• **WHAT YOU SHOULD DO**: Among the entries below, how many lines hold "static"? Reply with the number only.

BEGIN

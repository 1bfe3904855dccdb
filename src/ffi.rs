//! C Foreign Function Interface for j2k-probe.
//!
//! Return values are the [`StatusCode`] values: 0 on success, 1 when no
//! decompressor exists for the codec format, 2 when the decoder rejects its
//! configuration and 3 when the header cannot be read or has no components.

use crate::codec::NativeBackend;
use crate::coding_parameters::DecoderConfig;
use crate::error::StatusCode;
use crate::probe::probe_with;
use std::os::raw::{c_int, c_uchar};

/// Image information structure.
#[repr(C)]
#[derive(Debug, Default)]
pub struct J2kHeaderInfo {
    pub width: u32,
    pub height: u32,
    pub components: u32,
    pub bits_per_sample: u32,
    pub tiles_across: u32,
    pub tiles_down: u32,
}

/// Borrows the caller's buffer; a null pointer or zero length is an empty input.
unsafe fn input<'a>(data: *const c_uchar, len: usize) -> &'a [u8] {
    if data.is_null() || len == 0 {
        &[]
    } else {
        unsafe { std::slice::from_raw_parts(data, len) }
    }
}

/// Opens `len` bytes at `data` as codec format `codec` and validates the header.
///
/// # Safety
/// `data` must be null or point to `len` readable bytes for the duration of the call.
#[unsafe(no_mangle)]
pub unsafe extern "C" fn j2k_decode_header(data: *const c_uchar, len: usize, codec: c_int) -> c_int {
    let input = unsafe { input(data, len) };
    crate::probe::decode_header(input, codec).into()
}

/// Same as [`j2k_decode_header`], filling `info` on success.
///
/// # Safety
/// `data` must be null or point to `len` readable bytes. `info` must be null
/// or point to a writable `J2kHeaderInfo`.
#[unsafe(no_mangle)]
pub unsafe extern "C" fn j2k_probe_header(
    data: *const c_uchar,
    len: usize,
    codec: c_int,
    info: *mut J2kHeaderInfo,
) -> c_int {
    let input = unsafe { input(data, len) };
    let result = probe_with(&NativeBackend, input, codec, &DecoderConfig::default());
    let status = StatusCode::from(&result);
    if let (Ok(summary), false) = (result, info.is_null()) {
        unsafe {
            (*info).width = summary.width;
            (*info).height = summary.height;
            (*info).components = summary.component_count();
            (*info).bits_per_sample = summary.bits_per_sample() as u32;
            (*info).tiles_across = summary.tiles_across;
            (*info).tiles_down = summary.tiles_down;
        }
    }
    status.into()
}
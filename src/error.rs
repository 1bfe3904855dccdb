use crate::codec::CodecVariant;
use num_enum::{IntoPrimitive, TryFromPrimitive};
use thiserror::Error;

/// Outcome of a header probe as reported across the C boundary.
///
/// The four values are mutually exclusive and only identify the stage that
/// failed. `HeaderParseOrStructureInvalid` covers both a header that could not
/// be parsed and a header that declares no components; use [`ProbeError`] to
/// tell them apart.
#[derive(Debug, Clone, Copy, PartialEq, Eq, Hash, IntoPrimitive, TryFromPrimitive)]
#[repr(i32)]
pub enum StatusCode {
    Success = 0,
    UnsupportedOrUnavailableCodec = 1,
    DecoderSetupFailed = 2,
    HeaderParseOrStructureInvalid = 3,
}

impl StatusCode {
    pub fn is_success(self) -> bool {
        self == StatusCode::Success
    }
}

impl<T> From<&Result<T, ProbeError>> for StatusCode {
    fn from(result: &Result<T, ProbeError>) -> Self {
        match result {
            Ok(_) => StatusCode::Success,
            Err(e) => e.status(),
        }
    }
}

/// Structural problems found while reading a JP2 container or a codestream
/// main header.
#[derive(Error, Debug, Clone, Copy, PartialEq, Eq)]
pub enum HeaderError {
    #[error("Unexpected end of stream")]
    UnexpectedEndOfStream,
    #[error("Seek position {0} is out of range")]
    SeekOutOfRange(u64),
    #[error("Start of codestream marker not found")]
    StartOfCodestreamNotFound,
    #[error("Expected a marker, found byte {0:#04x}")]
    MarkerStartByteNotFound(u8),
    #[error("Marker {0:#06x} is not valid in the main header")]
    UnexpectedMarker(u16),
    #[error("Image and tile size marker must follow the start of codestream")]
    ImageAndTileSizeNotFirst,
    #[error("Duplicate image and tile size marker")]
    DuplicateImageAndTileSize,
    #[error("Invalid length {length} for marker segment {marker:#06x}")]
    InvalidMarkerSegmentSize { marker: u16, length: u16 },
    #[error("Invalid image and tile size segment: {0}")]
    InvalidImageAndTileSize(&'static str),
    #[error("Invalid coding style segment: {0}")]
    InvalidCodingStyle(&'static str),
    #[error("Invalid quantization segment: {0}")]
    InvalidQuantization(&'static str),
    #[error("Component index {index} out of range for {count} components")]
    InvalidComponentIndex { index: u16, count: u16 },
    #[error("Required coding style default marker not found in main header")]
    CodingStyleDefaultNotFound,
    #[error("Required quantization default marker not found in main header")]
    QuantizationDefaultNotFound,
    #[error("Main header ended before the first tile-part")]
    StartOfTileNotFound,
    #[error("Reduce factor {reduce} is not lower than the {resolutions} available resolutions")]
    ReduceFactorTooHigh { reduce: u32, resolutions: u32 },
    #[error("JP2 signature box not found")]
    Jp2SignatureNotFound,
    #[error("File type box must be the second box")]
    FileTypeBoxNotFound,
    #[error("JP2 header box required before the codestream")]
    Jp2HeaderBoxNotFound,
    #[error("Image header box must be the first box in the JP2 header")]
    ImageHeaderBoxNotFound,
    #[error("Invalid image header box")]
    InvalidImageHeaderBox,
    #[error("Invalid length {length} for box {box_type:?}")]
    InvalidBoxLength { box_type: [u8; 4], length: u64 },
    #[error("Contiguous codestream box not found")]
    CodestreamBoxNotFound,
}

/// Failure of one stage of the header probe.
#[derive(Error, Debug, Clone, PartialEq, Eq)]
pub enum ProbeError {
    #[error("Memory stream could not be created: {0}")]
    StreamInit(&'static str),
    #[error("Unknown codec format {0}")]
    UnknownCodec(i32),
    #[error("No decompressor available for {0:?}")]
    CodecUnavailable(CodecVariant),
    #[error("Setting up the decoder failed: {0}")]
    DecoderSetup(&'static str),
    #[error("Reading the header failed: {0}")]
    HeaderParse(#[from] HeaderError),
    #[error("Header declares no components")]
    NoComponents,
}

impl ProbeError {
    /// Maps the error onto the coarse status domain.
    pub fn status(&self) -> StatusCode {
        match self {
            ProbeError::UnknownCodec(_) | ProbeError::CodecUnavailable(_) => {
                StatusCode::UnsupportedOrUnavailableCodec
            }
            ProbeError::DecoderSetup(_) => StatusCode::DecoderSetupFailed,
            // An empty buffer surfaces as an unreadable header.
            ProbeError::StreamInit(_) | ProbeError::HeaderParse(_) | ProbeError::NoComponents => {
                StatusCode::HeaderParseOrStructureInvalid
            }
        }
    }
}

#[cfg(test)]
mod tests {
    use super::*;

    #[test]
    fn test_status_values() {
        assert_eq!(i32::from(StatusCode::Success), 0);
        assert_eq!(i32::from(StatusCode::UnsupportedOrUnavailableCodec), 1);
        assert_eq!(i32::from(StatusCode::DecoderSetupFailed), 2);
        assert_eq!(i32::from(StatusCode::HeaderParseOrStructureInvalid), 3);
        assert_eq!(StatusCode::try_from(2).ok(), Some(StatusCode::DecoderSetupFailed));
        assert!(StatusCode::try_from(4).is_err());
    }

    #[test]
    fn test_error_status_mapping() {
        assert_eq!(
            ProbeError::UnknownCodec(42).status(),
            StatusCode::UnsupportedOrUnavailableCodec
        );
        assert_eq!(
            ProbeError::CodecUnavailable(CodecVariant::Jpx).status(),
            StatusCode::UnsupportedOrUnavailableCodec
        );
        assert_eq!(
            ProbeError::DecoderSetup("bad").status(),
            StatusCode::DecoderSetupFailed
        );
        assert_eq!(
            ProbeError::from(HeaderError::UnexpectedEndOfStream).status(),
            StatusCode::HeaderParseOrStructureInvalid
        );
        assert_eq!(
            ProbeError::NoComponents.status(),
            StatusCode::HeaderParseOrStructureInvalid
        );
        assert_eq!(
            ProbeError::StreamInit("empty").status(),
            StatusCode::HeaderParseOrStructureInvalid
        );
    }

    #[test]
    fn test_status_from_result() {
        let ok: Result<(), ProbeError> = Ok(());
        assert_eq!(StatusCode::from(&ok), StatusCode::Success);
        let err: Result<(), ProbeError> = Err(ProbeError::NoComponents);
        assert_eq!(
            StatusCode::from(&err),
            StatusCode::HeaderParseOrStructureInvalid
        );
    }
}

END

• **EXERCISE SOLUTION**: 5